======== Data to process ========

//! Remote record snapshot.

use serde::{Deserialize, Serialize};
use serde_json::{Map, Value};

use crate::ids::RecordId;

/// One item of the remote collection.
///
/// Identity is defined solely by [`Record::id`]. Display fields are whatever the
/// source returned for this fetch; two fetches of the same record may differ in
/// them.
#[derive(Debug, Clone, PartialEq, Serialize, Deserialize)]
pub struct Record {
    pub id: RecordId,
    #[serde(default)]
    pub fields: Map<String, Value>,
}

impl Record {
    pub fn new(id: impl Into<RecordId>) -> Self {
        Self {
            id: id.into(),
            fields: Map::new(),
        }
    }

    pub fn with_field(mut self, name: impl Into<String>, value: impl Into<Value>) -> Self {
        self.fields.insert(name.into(), value.into());
        self
    }

    pub fn id(&self) -> &RecordId {
        &self.id
    }

    pub fn field(&self, name: &str) -> Option<&Value> {
        self.fields.get(name)
    }

    /// Render a display field as plain text.
    ///
    /// Strings are returned unquoted, `null` and missing fields yield `None`.
    pub fn field_text(&self, name: &str) -> Option<String> {
        match self.fields.get(name)? {
            Value::Null => None,
            Value::String(s) => Some(s.clone()),
            other => Some(other.to_string()),
        }
    }
}
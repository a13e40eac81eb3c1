use serde::{Deserialize, Serialize};

/// How a bulk fill ended.
///
/// Distinguishes a source that ran out of records from one that failed part
/// way, which the accumulated records alone cannot tell apart.
#[derive(Debug, Clone, PartialEq, Eq, Serialize, Deserialize)]
#[serde(tag = "kind", rename_all = "snake_case")]
pub enum FillCompletion {
    /// The requested number of records was reached.
    Satisfied,
    /// The source returned an empty or short page before the target.
    Exhausted,
    /// Fetching `page` failed; records from earlier pages were kept.
    Interrupted { page: u32, reason: String },
}

impl FillCompletion {
    pub fn is_complete(&self) -> bool {
        !matches!(self, FillCompletion::Interrupted { .. })
    }
}
use std::sync::Arc;

use ps_core::page::PageRequest;
use ps_core::ports::RecordSourcePort;
use ps_core::{FillCompletion, Record};
use tracing::{debug, info, info_span, warn, Instrument};

/// Upper bound on the accumulator's initial allocation.
const PREALLOC_LIMIT: usize = 1024;

#[derive(Debug, Clone, PartialEq, Eq, thiserror::Error)]
pub enum BulkFillError {
    #[error("Invalid target count: {0}. Must be at least 1")]
    InvalidCount(usize),

    #[error("Invalid page size: {0}. Must be at least 1")]
    InvalidPageSize(u32),
}

/// Result of a bulk fill: the first `requested` records of the collection, or
/// fewer when the source ran out or failed part way.
#[derive(Debug, Clone, PartialEq)]
pub struct BulkFillOutcome {
    pub requested: usize,
    pub records: Vec<Record>,
    pub completion: FillCompletion,
    pub pages_fetched: u32,
}

impl BulkFillOutcome {
    /// Whether fewer records than requested were gathered.
    pub fn is_short(&self) -> bool {
        self.records.len() < self.requested
    }
}

/// Use case that gathers the first N records of the collection by walking
/// pages sequentially from page 1.
pub struct BulkFill {
    source: Arc<dyn RecordSourcePort>,
}

impl BulkFill {
    pub fn new(source: Arc<dyn RecordSourcePort>) -> Self {
        Self { source }
    }

    /// Accumulate records page by page until `target_count` is reached or the
    /// source returns an empty or short page, then truncate to `target_count`.
    ///
    /// Pages are fetched one at a time; each result decides whether another
    /// fetch is needed. A failing fetch ends the walk and keeps what was
    /// gathered, reported as [`FillCompletion::Interrupted`].
    ///
    /// # Errors
    ///
    /// Returns an error, before any fetch, if `target_count` or `page_size`
    /// is zero.
    pub async fn execute(
        &self,
        target_count: usize,
        page_size: u32,
    ) -> Result<BulkFillOutcome, BulkFillError> {
        if target_count == 0 {
            return Err(BulkFillError::InvalidCount(target_count));
        }
        let mut request =
            PageRequest::first(page_size).map_err(|_| BulkFillError::InvalidPageSize(page_size))?;

        let span = info_span!("usecase.bulk_fill.execute", target_count, page_size);

        async {
            info!("Starting bulk fill");

            let mut accumulated: Vec<Record> =
                Vec::with_capacity(target_count.min(PREALLOC_LIMIT));
            let mut pages_fetched = 0u32;

            let completion = loop {
                match self.source.fetch_page(request).await {
                    Ok(page) => {
                        pages_fetched += 1;
                        let short = page.is_short(page_size);
                        debug!(
                            page = request.page(),
                            records = page.records.len(),
                            "Accumulated page"
                        );
                        accumulated.extend(page.records);

                        if accumulated.len() >= target_count {
                            break FillCompletion::Satisfied;
                        }
                        if short {
                            break FillCompletion::Exhausted;
                        }
                        request = request.next();
                    }
                    Err(err) => {
                        warn!(
                            page = request.page(),
                            error = %err,
                            accumulated = accumulated.len(),
                            "Bulk fill interrupted, keeping partial result"
                        );
                        break FillCompletion::Interrupted {
                            page: request.page(),
                            reason: err.to_string(),
                        };
                    }
                }
            };

            accumulated.truncate(target_count);
            info!(
                selected = accumulated.len(),
                pages_fetched,
                ?completion,
                "Bulk fill finished"
            );

            Ok(BulkFillOutcome {
                requested: target_count,
                records: accumulated,
                completion,
                pages_fetched,
            })
        }
        .instrument(span)
        .await
    }
}
use std::collections::HashMap;

use tracing::debug;

use crate::ids::RecordId;
use crate::record::Record;

/// Mapping from record id to the last-seen record snapshot.
///
/// Membership is independent of which page is loaded. Entries leave the store
/// only through [`toggle`](Self::toggle), [`remove_all`](Self::remove_all) or a
/// full replace via [`merge_many`](Self::merge_many); navigation never evicts.
#[derive(Debug, Clone, Default)]
pub struct SelectionStore {
    entries: HashMap<RecordId, Record>,
}

impl SelectionStore {
    pub fn new() -> Self {
        Self::default()
    }

    pub fn is_selected(&self, id: &RecordId) -> bool {
        self.entries.contains_key(id)
    }

    pub fn get(&self, id: &RecordId) -> Option<&Record> {
        self.entries.get(id)
    }

    pub fn len(&self) -> usize {
        self.entries.len()
    }

    pub fn is_empty(&self) -> bool {
        self.entries.is_empty()
    }

    /// Selected ids in ascending order.
    pub fn ids(&self) -> Vec<RecordId> {
        let mut ids: Vec<RecordId> = self.entries.keys().cloned().collect();
        ids.sort();
        ids
    }

    pub fn records(&self) -> impl Iterator<Item = &Record> {
        self.entries.values()
    }

    /// Remove the record if selected, insert it otherwise.
    ///
    /// Returns whether the record is selected afterwards.
    pub fn toggle(&mut self, record: &Record) -> bool {
        if self.entries.remove(&record.id).is_some() {
            false
        } else {
            self.entries.insert(record.id.clone(), record.clone());
            true
        }
    }

    /// Replace the whole selection with `records`.
    ///
    /// The new set is built aside and swapped in, so a reader sees either the
    /// old selection or the new one. Later duplicates overwrite earlier ones.
    pub fn merge_many<I>(&mut self, records: I)
    where
        I: IntoIterator<Item = Record>,
    {
        let replacement: HashMap<RecordId, Record> = records
            .into_iter()
            .map(|record| (record.id.clone(), record))
            .collect();
        debug!(
            previous = self.entries.len(),
            selected = replacement.len(),
            "Replacing selection set"
        );
        self.entries = replacement;
    }

    /// Insert or refresh every record in `records`, keeping existing entries.
    pub fn add_all(&mut self, records: &[Record]) {
        for record in records {
            self.entries.insert(record.id.clone(), record.clone());
        }
    }

    /// Remove every record in `records`; ids not selected are ignored.
    pub fn remove_all(&mut self, records: &[Record]) {
        for record in records {
            self.entries.remove(&record.id);
        }
    }
}

#[cfg(test)]
mod tests {
    use super::*;

    fn record(id: &str) -> Record {
        Record::new(id).with_field("title", format!("Record {id}"))
    }

    #[test]
    fn test_toggle_twice_restores_membership() {
        let mut store = SelectionStore::new();
        let a = record("a");

        assert!(store.toggle(&a));
        assert!(store.is_selected(&a.id));
        assert!(!store.toggle(&a));
        assert!(!store.is_selected(&a.id));

        store.add_all(&[a.clone()]);
        store.toggle(&a);
        store.toggle(&a);
        assert!(store.is_selected(&a.id));
    }

    #[test]
    fn test_merge_many_replaces_existing_selection() {
        let mut store = SelectionStore::new();
        store.toggle(&record("a"));
        store.toggle(&record("b"));

        store.merge_many(vec![record("c")]);

        assert_eq!(store.ids(), vec![RecordId::from("c")]);
    }

    #[test]
    fn test_merge_many_last_duplicate_wins() {
        let mut store = SelectionStore::new();
        let stale = record("a");
        let fresh = Record::new("a").with_field("title", "Renamed");

        store.merge_many(vec![stale, fresh.clone()]);

        assert_eq!(store.len(), 1);
        assert_eq!(store.get(&fresh.id), Some(&fresh));
    }

    #[test]
    fn test_add_all_keeps_other_pages() {
        let mut store = SelectionStore::new();
        store.toggle(&record("p1"));

        store.add_all(&[record("p2-a"), record("p2-b")]);

        assert_eq!(store.len(), 3);
        assert!(store.is_selected(&RecordId::from("p1")));
    }

    #[test]
    fn test_remove_all_ignores_unselected() {
        let mut store = SelectionStore::new();
        store.add_all(&[record("a"), record("b")]);

        store.remove_all(&[record("b"), record("zzz")]);

        assert_eq!(store.ids(), vec![RecordId::from("a")]);
    }

    #[test]
    fn test_add_all_refreshes_snapshot() {
        let mut store = SelectionStore::new();
        store.toggle(&record("a"));
        let refreshed = Record::new("a").with_field("title", "Refetched");

        store.add_all(&[refreshed.clone()]);

        assert_eq!(store.get(&refreshed.id), Some(&refreshed));
    }
}
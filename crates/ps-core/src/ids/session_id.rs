use serde::{Deserialize, Serialize};

use super::id_macro::impl_id;

/// Browse session identifier, used to correlate log lines of one session.
#[derive(Debug, Clone, PartialEq, Eq, Hash, Serialize, Deserialize)]
pub struct SessionId(String);

impl_id!(SessionId);

impl SessionId {
    pub fn new() -> Self {
        Self(uuid::Uuid::new_v4().to_string())
    }
}

impl Default for SessionId {
    fn default() -> Self {
        Self::new()
    }
}
//! Page cursor state.

use serde::{Deserialize, Serialize};

use crate::page::{PageRequest, PageRequestError};

/// The `(offset, page_size)` window currently displayed, plus the total record
/// count cached from the most recent successful fetch.
///
/// Lives only for one session. Mutated only through [`CursorState::commit`],
/// which the session calls after a page fetch succeeded.
#[derive(Debug, Clone, Copy, PartialEq, Eq, Serialize, Deserialize)]
pub struct CursorState {
    offset: u64,
    page_size: u32,
    total_records: u64,
}

impl CursorState {
    pub fn new(default_page_size: u32) -> Self {
        Self {
            offset: 0,
            page_size: default_page_size,
            total_records: 0,
        }
    }

    pub fn offset(&self) -> u64 {
        self.offset
    }

    pub fn page_size(&self) -> u32 {
        self.page_size
    }

    pub fn total_records(&self) -> u64 {
        self.total_records
    }

    /// 1-based number of the displayed page.
    pub fn page_number(&self) -> u32 {
        page_number_for_offset(self.offset, self.page_size)
    }

    /// Number of pages implied by the cached total, at least 1.
    pub fn page_count(&self) -> u64 {
        if self.page_size == 0 {
            return 1;
        }
        self.total_records
            .div_ceil(u64::from(self.page_size))
            .max(1)
    }

    /// Request for the displayed window.
    pub fn request(&self) -> Result<PageRequest, PageRequestError> {
        PageRequest::new(self.page_number(), self.page_size)
    }

    pub fn commit(&mut self, request: PageRequest, total_records: u64) {
        self.offset = request.offset();
        self.page_size = request.page_size();
        self.total_records = total_records;
    }
}

/// Map a paginator offset to the 1-based page holding it.
pub fn page_number_for_offset(offset: u64, page_size: u32) -> u32 {
    if page_size == 0 {
        return 1;
    }
    let page = offset / u64::from(page_size) + 1;
    u32::try_from(page).unwrap_or(u32::MAX)
}
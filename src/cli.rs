use std::path::PathBuf;

use clap::Parser;

/// Page through a remote collection while keeping a persistent selection.
#[derive(Debug, Clone, Parser)]
#[command(name = "pagesel", version, about)]
pub struct Cli {
    /// Config file (defaults to <config dir>/pagesel/config.toml when present)
    #[arg(short, long, value_name = "FILE")]
    pub config: Option<PathBuf>,

    /// Browse a generated in-memory collection of this many records instead
    /// of the remote endpoint
    #[arg(long, value_name = "RECORDS")]
    pub demo: Option<usize>,

    /// Records per page, overriding `paging.default_page_size`
    #[arg(long, value_name = "N")]
    pub page_size: Option<u32>,

    /// Collection endpoint, overriding `source.base_url`
    #[arg(long, value_name = "URL")]
    pub base_url: Option<String>,

    /// Also write logs to <data dir>/pagesel/logs/pagesel.log
    #[arg(long)]
    pub log_file: bool,
}
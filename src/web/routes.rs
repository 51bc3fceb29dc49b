//! HTTP 路由处理

use std::sync::Arc;

use axum::{
    extract::State,
    http::{
        header::{COOKIE, SET_COOKIE},
        HeaderMap, HeaderValue, StatusCode,
    },
    response::{Html, IntoResponse, Response},
    Form, Json,
};
use serde::Serialize;
use tracing::{debug, error, info};

use crate::models::SurveyForm;
use crate::services::notifier::Mailer;
use crate::services::submission_store::SheetBackend;
use crate::web::render;
use crate::workflow::{FormController, SessionId, SessionRegistry, SessionState, SubmitOutcome};

/// 会话 cookie 名称
pub const SESSION_COOKIE: &str = "survey_session";

/// 路由共享状态
pub struct AppState<B, M> {
    pub controller: FormController<B, M>,
    pub sessions: SessionRegistry,
}

#[derive(Debug, Serialize)]
pub struct HealthResponse {
    pub status: String,
    pub version: String,
}

/// 健康检查
pub async fn health() -> Json<HealthResponse> {
    Json(HealthResponse {
        status: "ok".to_string(),
        version: env!("CARGO_PKG_VERSION").to_string(),
    })
}

/// 显示表单；已提交的会话显示确认页
pub async fn show_form<B, M>(
    State(state): State<Arc<AppState<B, M>>>,
    headers: HeaderMap,
) -> Response
where
    B: SheetBackend + 'static,
    M: Mailer + 'static,
{
    let (session, is_new) = resolve_session(&headers);

    let body = match state.sessions.state(&session).await {
        SessionState::Submitted => render::already_submitted_page(),
        _ => render::form_page(&SurveyForm::default(), &[], None),
    };

    with_session_cookie((StatusCode::OK, Html(body)).into_response(), &session, is_new)
}

/// 处理表单提交
pub async fn submit_form<B, M>(
    State(state): State<Arc<AppState<B, M>>>,
    headers: HeaderMap,
    Form(form): Form<SurveyForm>,
) -> Response
where
    B: SheetBackend + 'static,
    M: Mailer + 'static,
{
    let (session, is_new) = resolve_session(&headers);
    debug!("[会话 {}] 收到提交", session);

    // 在独立任务中完成提交：客户端断开时请求 future 被丢弃，任务仍会执行到 finish
    let task = tokio::spawn(submit_in_session(state.clone(), session.clone(), form));
    let (status, body) = match task.await {
        Ok(rendered) => rendered,
        Err(e) => {
            error!("❌ [会话 {}] 提交任务异常退出: {}", session, e);
            if state.sessions.state(&session).await == SessionState::Submitting {
                state.sessions.finish(&session, SessionState::NotSubmitted).await;
            }
            (
                StatusCode::INTERNAL_SERVER_ERROR,
                render::form_page(
                    &SurveyForm::default(),
                    &[],
                    Some(render::STORE_FAILED_MESSAGE),
                ),
            )
        }
    };

    with_session_cookie((status, Html(body)).into_response(), &session, is_new)
}

async fn submit_in_session<B, M>(
    state: Arc<AppState<B, M>>,
    session: SessionId,
    form: SurveyForm,
) -> (StatusCode, String)
where
    B: SheetBackend + 'static,
    M: Mailer + 'static,
{
    match state.sessions.begin(&session).await {
        Err(SessionState::Submitting) => {
            info!("[会话 {}] 上一次提交仍在处理", session);
            (StatusCode::CONFLICT, render::in_progress_page())
        }
        Err(_) => (StatusCode::OK, render::already_submitted_page()),
        Ok(prior) => {
            let (next, outcome) = state.controller.submit(prior, &form).await;
            state.sessions.finish(&session, next).await;
            debug!("[会话 {}] 状态: {:?} -> {:?}", session, prior, next);
            render_outcome(&form, outcome)
        }
    }
}

fn render_outcome(form: &SurveyForm, outcome: SubmitOutcome) -> (StatusCode, String) {
    match outcome {
        SubmitOutcome::Recorded { notify_error, .. } => {
            (StatusCode::OK, render::success_page(notify_error.is_none()))
        }
        SubmitOutcome::Rejected(errors) => (
            StatusCode::UNPROCESSABLE_ENTITY,
            render::form_page(form, &errors, None),
        ),
        SubmitOutcome::StoreFailed(_) => (
            StatusCode::SERVICE_UNAVAILABLE,
            render::form_page(form, &[], Some(render::STORE_FAILED_MESSAGE)),
        ),
        SubmitOutcome::AlreadySubmitted => (StatusCode::OK, render::already_submitted_page()),
        SubmitOutcome::InProgress => (StatusCode::CONFLICT, render::in_progress_page()),
    }
}

/// 从 cookie 中取会话 ID，没有或不合法时生成新的
fn resolve_session(headers: &HeaderMap) -> (SessionId, bool) {
    match session_from_headers(headers) {
        Some(id) => (id, false),
        None => (SessionId::generate(), true),
    }
}

pub fn session_from_headers(headers: &HeaderMap) -> Option<SessionId> {
    headers
        .get_all(COOKIE)
        .iter()
        .filter_map(|v| v.to_str().ok())
        .flat_map(|v| v.split(';'))
        .filter_map(|pair| pair.trim().split_once('='))
        .find(|(name, _)| *name == SESSION_COOKIE)
        .and_then(|(_, value)| SessionId::parse(value))
}

fn with_session_cookie(mut response: Response, session: &SessionId, is_new: bool) -> Response {
    if is_new {
        let cookie = format!(
            "{}={}; Path=/; HttpOnly; SameSite=Lax",
            SESSION_COOKIE,
            session.as_str()
        );
        if let Ok(value) = HeaderValue::from_str(&cookie) {
            response.headers_mut().insert(SET_COOKIE, value);
        }
    }
    response
}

========

▶ _Work instructions_: One inclusive range is required: first line of the data through the line containing "pages were kept.". Set it down exactly and output nothing else.

▶ _Solution to this task_:
//! Remote record snapshot.

use serde::{Deserialize, Serialize};
use serde_json::{Map, Value};

use crate::ids::RecordId;

/// One item of the remote collection.
///
/// Identity is defined solely by [`Record::id`]. Display fields are whatever the
/// source returned for this fetch; two fetches of the same record may differ in
/// them.
#[derive(Debug, Clone, PartialEq, Serialize, Deserialize)]
pub struct Record {
    pub id: RecordId,
    #[serde(default)]
    pub fields: Map<String, Value>,
}

impl Record {
    pub fn new(id: impl Into<RecordId>) -> Self {
        Self {
            id: id.into(),
            fields: Map::new(),
        }
    }

    pub fn with_field(mut self, name: impl Into<String>, value: impl Into<Value>) -> Self {
        self.fields.insert(name.into(), value.into());
        self
    }

    pub fn id(&self) -> &RecordId {
        &self.id
    }

    pub fn field(&self, name: &str) -> Option<&Value> {
        self.fields.get(name)
    }

    /// Render a display field as plain text.
    ///
    /// Strings are returned unquoted, `null` and missing fields yield `None`.
    pub fn field_text(&self, name: &str) -> Option<String> {
        match self.fields.get(name)? {
            Value::Null => None,
            Value::String(s) => Some(s.clone()),
            other => Some(other.to_string()),
        }
    }
}
repository a13e40eac81eb3c1
use serde::{Deserialize, Serialize};

/// How a bulk fill ended.
///
/// Distinguishes a source that ran out of records from one that failed part
/// way, which the accumulated records alone cannot tell apart.
#[derive(Debug, Clone, PartialEq, Eq, Serialize, Deserialize)]
#[serde(tag = "kind", rename_all = "snake_case")]
pub enum FillCompletion {
    /// The requested number of records was reached.
    Satisfied,
    /// The source returned an empty or short page before the target.
    Exhausted,
    /// Fetching `page` failed; records from earlier pages were kept.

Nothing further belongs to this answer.